The Meriter Birth Center staff response to the project has been very enthusiastic, says Melissa Skala, a Morgridge medical engineering investigator who is overseeing the project. “They’re really excited to learn about what’s happening with their patients, because they’re frustrated,” she says.
“I think it’s a community that’s desperate for anything that will work,” adds Hall. “Because this is a world of early adopters, we have to be really careful about what we claim.”

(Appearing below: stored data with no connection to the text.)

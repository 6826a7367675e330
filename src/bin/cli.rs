//! AskAgent CLI
//!
//! Ask one question, or chat one question at a time. Progress is shown on
//! stderr while the agent works; the answer is typed out on stdout.

use askagent::agent::{validate_question, AgentLoop, LoopCallback, LoopTrace};
use askagent::config::{config_path, load_config, Config};
use askagent::logging::{init_logging, log_startup};
use askagent::typewriter::type_out;
use askagent::VERSION;
use async_trait::async_trait;
use clap::{Parser, Subcommand};
use console::{style, Term};
use std::io::{self, BufRead, Write};
use tracing::warn;

#[derive(Parser)]
#[command(
    name = "askagent",
    author = "AskAgent Contributors",
    version = VERSION,
    about = "AskAgent - ask questions, get web-augmented answers",
    long_about = None
)]
struct Cli {
    /// Log at info level instead of warnings only
    #[arg(long, short, global = true)]
    verbose: bool,

    #[command(subcommand)]
    command: Option<Commands>,
}

#[derive(Subcommand)]
enum Commands {
    /// Ask a single question
    Ask {
        /// The question
        #[arg(required = true)]
        question: Vec<String>,
    },

    /// Ask questions interactively, one at a time
    Chat,

    /// Show the effective configuration
    Check,
}

/// Shows the loop's status line on stderr and clears it when done.
struct TerminalStatus {
    term: Term,
}

#[async_trait]
impl LoopCallback for TerminalStatus {
    async fn on_status(&self, status: &str) {
        let _ = self.term.clear_line();
        let _ = self.term.write_str(&style(status).dim().to_string());
    }

    async fn on_loop_complete(&self, _trace: &LoopTrace) {
        let _ = self.term.clear_line();
    }
}

#[tokio::main]
async fn main() -> anyhow::Result<()> {
    let cli = Cli::parse();

    let mut config = load_config()?;
    if !cli.verbose && std::env::var("RUST_LOG").is_err() {
        config.log.level = "warn".to_string();
    }
    init_logging(&config.log)?;
    log_startup("cli");

    match cli.command {
        Some(Commands::Ask { question }) => ask(&config, &question.join(" ")).await,
        Some(Commands::Chat) | None => chat(&config).await,
        Some(Commands::Check) => {
            check(&config);
            Ok(())
        }
    }
}

async fn ask(config: &Config, question: &str) -> anyhow::Result<()> {
    config.validate()?;
    let agent = AgentLoop::from_config(config)?;

    let question = match validate_question(question) {
        Ok(q) => q,
        Err(e) => {
            warn!("Ask called without a question");
            eprintln!("{}", style(e).yellow());
            return Ok(());
        }
    };

    answer(&agent, config, question).await
}

async fn chat(config: &Config) -> anyhow::Result<()> {
    config.validate()?;
    let agent = AgentLoop::from_config(config)?;

    println!("{}", style("AskAgent").bold());
    println!("{}", style("Type a question and press Enter. Ctrl-D to quit.").dim());

    let stdin = io::stdin();
    loop {
        print!("{} ", style(">").cyan().bold());
        io::stdout().flush()?;

        let mut line = String::new();
        if stdin.lock().read_line(&mut line)? == 0 {
            println!();
            break;
        }

        match validate_question(&line) {
            Ok(question) => answer(&agent, config, question).await?,
            Err(e) => {
                warn!("Question submitted without text");
                eprintln!("{}", style(e).yellow());
            }
        }
    }

    Ok(())
}

async fn answer(agent: &AgentLoop, config: &Config, question: &str) -> anyhow::Result<()> {
    let status = TerminalStatus {
        term: Term::stderr(),
    };
    let output = agent.run_with_callback(question, &status).await;

    let mut stdout = io::stdout();
    type_out(&output.response, config.ui.stream_delay, &mut stdout).await?;
    Ok(())
}

fn check(config: &Config) {
    let yes_no = |ok: bool| {
        if ok {
            style("yes").green()
        } else {
            style("no").red()
        }
    };

    println!("{}", style("AskAgent configuration").bold());
    println!("  config file:    {}", config_path().display());
    println!("  model:          {}", config.llm.model);
    println!("  temperature:    {}", config.llm.temperature);
    println!("  base url:       {}", config.llm.base_url);
    println!("  config valid:   {}", yes_no(config.validate().is_ok()));
    println!("  web search:     {}", yes_no(config.search.is_enabled()));
    println!(
        "  log file:       {}",
        config
            .log
            .file
            .as_ref()
            .map(|p| p.display().to_string())
            .unwrap_or_else(|| "(stdout only)".to_string())
    );
}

Skala says the project is a prime example of how the Morgridge Institute can help seed risk-reward research that may be too early-stage to get funding from the National Institutes of Health. Samimi was hired under an interdisciplinary postdoc program created by Morgridge to delve into this kind of uncharted territory with UW–Madison partners.
“You need the data before you can get the NIH funding, and you can’t get the data without the person,” she says. “We wouldn’t be doing the study without Kayvan.”